[Records from a collection]
^^^^^^^^^^^^^^^^
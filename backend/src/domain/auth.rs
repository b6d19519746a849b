//! Login credentials.
//!
//! Inbound adapters validate raw input into [`LoginCredentials`] before
//! calling the login port.

use std::fmt;

use zeroize::Zeroizing;

/// Returned when login payload values are blank.
#[derive(Debug, Clone, PartialEq, Eq)]
pub enum LoginValidationError {
    /// Name was missing or blank once trimmed.
    EmptyName,
    /// Password was empty.
    EmptyPassword,
}

impl fmt::Display for LoginValidationError {
    fn fmt(&self, f: &mut fmt::Formatter<'_>) -> fmt::Result {
        match self {
            Self::EmptyName => write!(f, "name must not be empty"),
            Self::EmptyPassword => write!(f, "password must not be empty"),
        }
    }
}

impl std::error::Error for LoginValidationError {}

/// Validated login credentials.
///
/// The name is trimmed; the password keeps caller whitespace and is zeroed
/// on drop.
///
/// # Examples
/// ```
/// use food_api::domain::LoginCredentials;
///
/// let creds = LoginCredentials::try_from_parts(" admin ", "password").unwrap();
/// assert_eq!(creds.name(), "admin");
/// assert_eq!(creds.password(), "password");
/// ```
#[derive(Debug, Clone, PartialEq, Eq)]
pub struct LoginCredentials {
    name: String,
    password: Zeroizing<String>,
}

impl LoginCredentials {
    /// Construct credentials from raw inputs.
    pub fn try_from_parts(name: &str, password: &str) -> Result<Self, LoginValidationError> {
        let normalized = name.trim();
        if normalized.is_empty() {
            return Err(LoginValidationError::EmptyName);
        }
        if password.is_empty() {
            return Err(LoginValidationError::EmptyPassword);
        }

        Ok(Self {
            name: normalized.to_owned(),
            password: Zeroizing::new(password.to_owned()),
        })
    }

    pub fn name(&self) -> &str {
        self.name.as_str()
    }

    pub fn password(&self) -> &str {
        self.password.as_str()
    }
}
//! Shared HTTP adapter state.
//!
//! HTTP handlers accept this state via `actix_web::web::Data` so they only
//! depend on domain ports (use-cases) and remain testable without I/O.

use std::sync::Arc;

use crate::domain::ports::{
    LoginService, RecipesCommand, RecipesQuery, SessionResolver, UsersCommand, UsersQuery,
};

/// Parameter object bundling all port implementations for HTTP handlers.
#[derive(Clone)]
pub struct HttpStatePorts {
    pub login: Arc<dyn LoginService>,
    pub sessions: Arc<dyn SessionResolver>,
    pub users: Arc<dyn UsersQuery>,
    pub users_command: Arc<dyn UsersCommand>,
    pub recipes: Arc<dyn RecipesQuery>,
    pub recipes_command: Arc<dyn RecipesCommand>,
}

/// Dependency bundle for HTTP handlers and the session middleware.
#[derive(Clone)]
pub struct HttpState {
    pub login: Arc<dyn LoginService>,
    pub sessions: Arc<dyn SessionResolver>,
    pub users: Arc<dyn UsersQuery>,
    pub users_command: Arc<dyn UsersCommand>,
    pub recipes: Arc<dyn RecipesQuery>,
    pub recipes_command: Arc<dyn RecipesCommand>,
}

impl From<HttpStatePorts> for HttpState {
    fn from(ports: HttpStatePorts) -> Self {
        Self::new(ports)
    }
}

impl HttpState {
    /// Construct state from explicit port implementations.
    ///
    /// # Examples
    /// ```
    /// use std::sync::Arc;
    /// use chrono::Utc;
    /// use food_api::domain::{
    ///     CredentialLoginService, RecipeService, SessionService, TokenService,
    ///     UserAccountService,
    /// };
    /// use food_api::inbound::http::state::{HttpState, HttpStatePorts};
    /// use food_api::test_support::{
    ///     InMemoryRecipeRepository, InMemoryUserRepository, MutableClock, test_signing_keys,
    /// };
    ///
    /// let users = Arc::new(InMemoryUserRepository::default());
    /// let recipes = Arc::new(RecipeService::new(Arc::new(InMemoryRecipeRepository::default())));
    /// let accounts = Arc::new(UserAccountService::new(users.clone()));
    /// let tokens = TokenService::new(test_signing_keys(), Arc::new(MutableClock::new(Utc::now())));
    ///
    /// let state = HttpState::new(HttpStatePorts {
    ///     login: Arc::new(CredentialLoginService::new(tokens.clone(), users.clone())),
    ///     sessions: Arc::new(SessionService::new(tokens, users)),
    ///     users: accounts.clone(),
    ///     users_command: accounts,
    ///     recipes: recipes.clone(),
    ///     recipes_command: recipes,
    /// });
    /// let _ = state.users.clone();
    /// ```
    pub fn new(ports: HttpStatePorts) -> Self {
        let HttpStatePorts {
            login,
            sessions,
            users,
            users_command,
            recipes,
            recipes_command,
        } = ports;
        Self {
            login,
            sessions,
            users,
            users_command,
            recipes,
            recipes_command,
        }
    }
}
^^^^^^^^^^^^^^^^
▶ **Problem requirements**
Above are the records; copy every line in them that holds the word "admin".

▶ **Answer to this problem**
/// let creds = LoginCredentials::try_from_parts(" admin ", "password").unwrap();
/// assert_eq!(creds.name(), "admin");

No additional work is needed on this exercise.